Friday, January 23, 2015

Detecting Binding Errors - WPF PresentationTraceSources.DataBindingSource

By default, Visual Studio (v2012 onwards) is configured to automatically log any binding errors detected whilst running a WPF application.

You can see examples of such in the Debug Output window:
System.Windows.Data Error: 40 : BindingExpression path error: 'MyUnknownProperty' property not found on 'object' ''Product' (HashCode=30581329)'. BindingExpression:Path=MyUnknownProperty; DataItem='Product' (HashCode=30581329); target element is 'TextBox' (Name=''); target property is 'Text' (type 'String')
This setting can be adjusted using the Debugging, Output Window settings: 



Often, it's useful to be notified in a more intrusive manner when a binding error has been detected...rather than silently continuing, just as WPF does.
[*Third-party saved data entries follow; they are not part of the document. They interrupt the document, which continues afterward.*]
use crate::beat_detection::{BeatGrid, Subdivision};
use crate::chart::NoteEvent;
use crate::difficulty::{DifficultyModel, CHORD_WEIGHT, JACK_RATING_WINDOW, JACK_WEIGHT};
use crate::style::{PatternKind, StyleMix, StylePolicy};
use rand::{Rng, SeedableRng};
use rand_pcg::Pcg64;

/// Feedback gain keeping the running weighted density on target.
const DEFICIT_GAIN: f32 = 0.15;
const DEFAULT_SCALE: f32 = 5.0;

/// The sequencing walk: one decision point per eligible grid slot, all
/// randomness drawn from a single seeded stream.
pub struct PatternGenerator<'a> {
    grid: &'a BeatGrid,
    mix: &'a StyleMix,
    model: &'a DifficultyModel,
    policy: &'a StylePolicy,
    lane_count: u8,
}

/// Per-walk mutable state; owned by one candidate, never shared.
struct WalkState {
    rng: Pcg64,
    /// Start time of the last event in each lane.
    last_start: Vec<f32>,
    /// Release time of the last event in each lane (start for taps).
    last_end: Vec<f32>,
    /// Lane is locked until this time by an in-progress hold.
    hold_until: Vec<f32>,
    /// Lanes of the previous emitted event.
    prev_lanes: Vec<u8>,
    emitted_weight: f32,
    emitted_events: usize,
    emitted_notes: usize,
    emitted_lns: usize,
}

impl<'a> PatternGenerator<'a> {
    pub fn new(
        grid: &'a BeatGrid,
        mix: &'a StyleMix,
        model: &'a DifficultyModel,
        policy: &'a StylePolicy,
        lane_count: u8,
    ) -> Self {
        PatternGenerator {
            grid,
            mix,
            model,
            policy,
            lane_count,
        }
    }

    /// Run the walk for one candidate seed.
    pub fn generate(&self, seed: u64) -> Vec<NoteEvent> {
        let lanes = self.lane_count as usize;
        let mut state = WalkState {
            rng: Pcg64::seed_from_u64(seed),
            last_start: vec![f32::NEG_INFINITY; lanes],
            last_end: vec![f32::NEG_INFINITY; lanes],
            hold_until: vec![f32::NEG_INFINITY; lanes],
            prev_lanes: Vec::new(),
            emitted_weight: 0.0,
            emitted_events: 0,
            emitted_notes: 0,
            emitted_lns: 0,
        };

        let step = self.policy.step.clamp(1, 100);
        let eligible_spacing = self.grid.spacing() * 100.0 / step as f32;
        let scale_factor = (self.policy.scale / DEFAULT_SCALE).max(0.05);

        let mut notes: Vec<NoteEvent> = Vec::new();
        let mut prev_stride = -1i64;

        for (i, slot) in self.grid.slots.iter().enumerate() {
            // `step` thins the decision grid: a slot is eligible only when
            // the stride counter advances.
            let stride = (i as i64 * step as i64) / 100;
            if stride == prev_stride {
                continue;
            }
            prev_stride = stride;

            let t = slot.time;
            let onset_factor = 0.6 + 0.8 * slot.onset.clamp(0.0, 1.0);
            let avg_weight = if state.emitted_events == 0 {
                1.2
            } else {
                (state.emitted_weight / state.emitted_events as f32).max(1.0)
            };
            let base = self.model.target_nps * eligible_spacing * scale_factor / avg_weight;
            let deficit = self.model.target_nps * t - state.emitted_weight;
            let p = (base * onset_factor + (DEFICIT_GAIN * deficit).clamp(-0.4, 0.6))
                .clamp(0.0, 1.0);

            if state.rng.gen::<f32>() >= p {
                continue;
            }

            self.emit(
                slot.time,
                slot.refined_time,
                slot.subdivision,
                deficit,
                &mut state,
                &mut notes,
            );
        }

        log::debug!(
            "walk done: {} notes, weighted {:.1} (target {:.1}) over {:.1}s",
            notes.len(),
            state.emitted_weight,
            self.model.target_nps * self.grid.duration,
            self.grid.duration
        );
        notes
    }

    /// Emit one event (possibly a chord) at a decision point.
    fn emit(
        &self,
        grid_time: f32,
        refined_time: f32,
        subdivision: Subdivision,
        deficit: f32,
        state: &mut WalkState,
        notes: &mut Vec<NoteEvent>,
    ) {
        let kind = self.mix.pick(state.rng.gen::<f32>());

        // Technical favors off-beat slots; on quarters it sometimes declines.
        if kind == Some(PatternKind::Technical)
            && subdivision == Subdivision::Quarter
            && state.rng.gen::<f32>() < 0.35
        {
            return;
        }

        let t = if self.policy.auto_snap {
            grid_time
        } else {
            refined_time
        };

        let lanes = self.select_lanes(kind, t, deficit, state);
        if lanes.is_empty() {
            return;
        }

        let size = lanes.len();
        let mut weight = size as f32 + CHORD_WEIGHT * (size as f32 - 1.0);

        for &lane in &lanes {
            let duration = self.roll_hold(t, state);
            let li = lane as usize;
            if t - state.last_end[li] < JACK_RATING_WINDOW {
                weight += JACK_WEIGHT;
            }
            state.last_start[li] = t;
            state.last_end[li] = t + duration;
            state.hold_until[li] = t + duration;
            notes.push(NoteEvent {
                time: t,
                lane,
                duration,
            });
            state.emitted_notes += 1;
            if duration > 0.0 {
                state.emitted_lns += 1;
            }
        }

        state.prev_lanes = lanes;
        state.emitted_weight += weight;
        state.emitted_events += 1;
    }

    /// Choose the lane set for an event of the drawn pattern kind, honoring
    /// hold locks and the jack-interval constraint (relaxed for the
    /// jack-flavored kinds in proportion to their weight).
    fn select_lanes(
        &self,
        kind: Option<PatternKind>,
        t: f32,
        deficit: f32,
        state: &mut WalkState,
    ) -> Vec<u8> {
        let jack_window = self.policy.jack_interval_ms / 1000.0;
        let free: Vec<u8> = (0..self.lane_count)
            .filter(|&l| state.hold_until[l as usize] <= t)
            .collect();
        if free.is_empty() {
            return Vec::new();
        }
        let unjacked: Vec<u8> = free
            .iter()
            .copied()
            .filter(|&l| t - state.last_start[l as usize] >= jack_window)
            .collect();
        let prev = state.prev_lanes.clone();

        match kind {
            Some(PatternKind::Jackspeed) => {
                let weight = self.bias_weight(PatternKind::Jackspeed);
                let jack_p = 0.5 + 0.5 * weight;
                // Deliberately repeat a previous lane
                let repeats: Vec<u8> = prev.iter().copied().filter(|l| free.contains(l)).collect();
                if !repeats.is_empty() && state.rng.gen::<f32>() < jack_p {
                    let idx = state.rng.gen_range(0..repeats.len());
                    vec![repeats[idx]]
                } else {
                    self.pick_distinct(1, &unjacked, &prev, state)
                }
            }
            Some(PatternKind::Chordjack) => {
                let weight = self.bias_weight(PatternKind::Chordjack);
                let relax_p = 0.35 + 0.65 * weight;
                let size = (2 + state.rng.gen_range(0..2)).min(self.model.max_chord as usize);
                // Jack-constrained lanes re-enter the pool on a weight roll
                let mut pool = unjacked.clone();
                for &l in &free {
                    if !pool.contains(&l) && state.rng.gen::<f32>() < relax_p {
                        pool.push(l);
                    }
                }
                pool.sort_unstable();
                // Prefer re-striking previous lanes so chords actually jack
                self.pick_preferring(size, &pool, &prev, state)
            }
            Some(PatternKind::Jumpstream) => {
                let size = 2.min(self.model.max_chord as usize);
                self.pick_distinct(size, &unjacked, &prev, state)
            }
            Some(PatternKind::Handstream) => {
                let size = 3.min(self.model.max_chord as usize);
                self.pick_distinct(size, &unjacked, &prev, state)
            }
            Some(PatternKind::Technical) => {
                let size = 1 + state.rng.gen_range(0..2).min(self.model.max_chord as usize - 1);
                self.pick_distinct(size, &unjacked, &[], state)
            }
            // Stream, stamina, and the baseline emit single notes avoiding
            // the previous lane; a large density deficit upgrades to a jump
            // so sparse decision grids can still reach the target.
            _ => {
                let size = if deficit > 1.5 {
                    2.min(self.model.max_chord as usize)
                } else {
                    1
                };
                self.pick_distinct(size, &unjacked, &prev, state)
            }
        }
    }

    fn bias_weight(&self, kind: PatternKind) -> f32 {
        self.policy
            .bias(kind)
            .map(|b| b.weight as f32 / 100.0)
            .unwrap_or(0.0)
    }

    /// Pick `size` lanes from `pool`, avoiding `avoid` where possible.
    fn pick_distinct(
        &self,
        size: usize,
        pool: &[u8],
        avoid: &[u8],
        state: &mut WalkState,
    ) -> Vec<u8> {
        let mut preferred: Vec<u8> = pool.iter().copied().filter(|l| !avoid.contains(l)).collect();
        let mut fallback: Vec<u8> = pool.iter().copied().filter(|l| avoid.contains(l)).collect();

        let mut chosen = Vec::with_capacity(size);
        while chosen.len() < size {
            let source = if !preferred.is_empty() {
                &mut preferred
            } else if !fallback.is_empty() {
                &mut fallback
            } else {
                break;
            };
            let idx = state.rng.gen_range(0..source.len());
            chosen.push(source.swap_remove(idx));
        }
        chosen.sort_unstable();
        chosen
    }

    /// Pick `size` lanes preferring members of `prefer` (chordjack re-strikes).
    fn pick_preferring(
        &self,
        size: usize,
        pool: &[u8],
        prefer: &[u8],
        state: &mut WalkState,
    ) -> Vec<u8> {
        let mut preferred: Vec<u8> = pool.iter().copied().filter(|l| prefer.contains(l)).collect();
        let mut rest: Vec<u8> = pool.iter().copied().filter(|l| !prefer.contains(l)).collect();

        let mut chosen = Vec::with_capacity(size);
        while chosen.len() < size {
            let source = if !preferred.is_empty() {
                &mut preferred
            } else if !rest.is_empty() {
                &mut rest
            } else {
                break;
            };
            let idx = state.rng.gen_range(0..source.len());
            chosen.push(source.swap_remove(idx));
        }
        chosen.sort_unstable();
        chosen
    }

    /// Decide a hold duration: 1-4 subdivisions, clamped to track end.
    fn roll_hold(&self, t: f32, state: &mut WalkState) -> f32 {
        if !self.mix.allow_long_notes {
            return 0.0;
        }
        if state.rng.gen::<f32>() >= self.mix.ln_rate {
            return 0.0;
        }
        if let Some(cap) = self.policy.map_type.ln_fraction_cap() {
            // Admitting this hold must keep the realized fraction under cap
            let projected =
                (state.emitted_lns + 1) as f32 / (state.emitted_notes + 1) as f32;
            if projected >= cap {
                return 0.0;
            }
        }
        let subdivisions = state.rng.gen_range(1..=4) as f32;
        let duration = subdivisions * self.grid.spacing();
        // The last hold must release at or before track end
        duration.min((self.grid.duration - t).max(0.0))
    }
}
In order to add your own handling, you need to add a class that derives from TraceListener to the PresentationTraceSources.DataBindingSource.Listeners collection.


Your TraceListener needs to implement the following abstract methods:

public override void WriteLine(string message)
public override void Write(string message)

Generally, you'll only add implementation details to the WriteLine method.  When a binding error is detected the WPF will call your WriteLine and Write methods.

Full Source:

Listing

internal class BindingListener : TraceListener{

    public static readonly BindingListener Current = new BindingListener();
 
    private const int Uninitialised = 0;
    private const int Initialised = 1;
    private int _initialised = Uninitialised;
 
    public void Initialise()
    {
        if (Interlocked.CompareExchange(ref _initialised, Initialised, Uninitialised) == Uninitialised)
        {
            PresentationTraceSources.DataBindingSource.Listeners.Add(this);
        }
    }
 
    public override void WriteLine(string message)
    {
        throw new ApplicationException(message);
    } 
    public override void Write(string message)
    {}
}

In the above example we wrap access to the BindingListener with a static Current property.  When Initialise() is called, provided it's the first time is has been called, then the class is added to PresentationTraceSources.DataBindingSource.Listeners 



It's probably overkill using Interlocked.CompareExchange for thread-safety as generally you'll be calling Initialise() from the main GUI thread, as your app starts up:

public partial class App : Application
{
    protected override void OnStartup(StartupEventArgs e)
    {
        BindingListener.Current.Initialise();
        base.OnStartup(e);
    }
}
When you run the application (in debug mode) and there is any form of binding error, you'll see following exception dialog: 


This can be quite annoying, but at least you won't miss any binding errors.
One thing to note: your listener only gets called in Debug builds!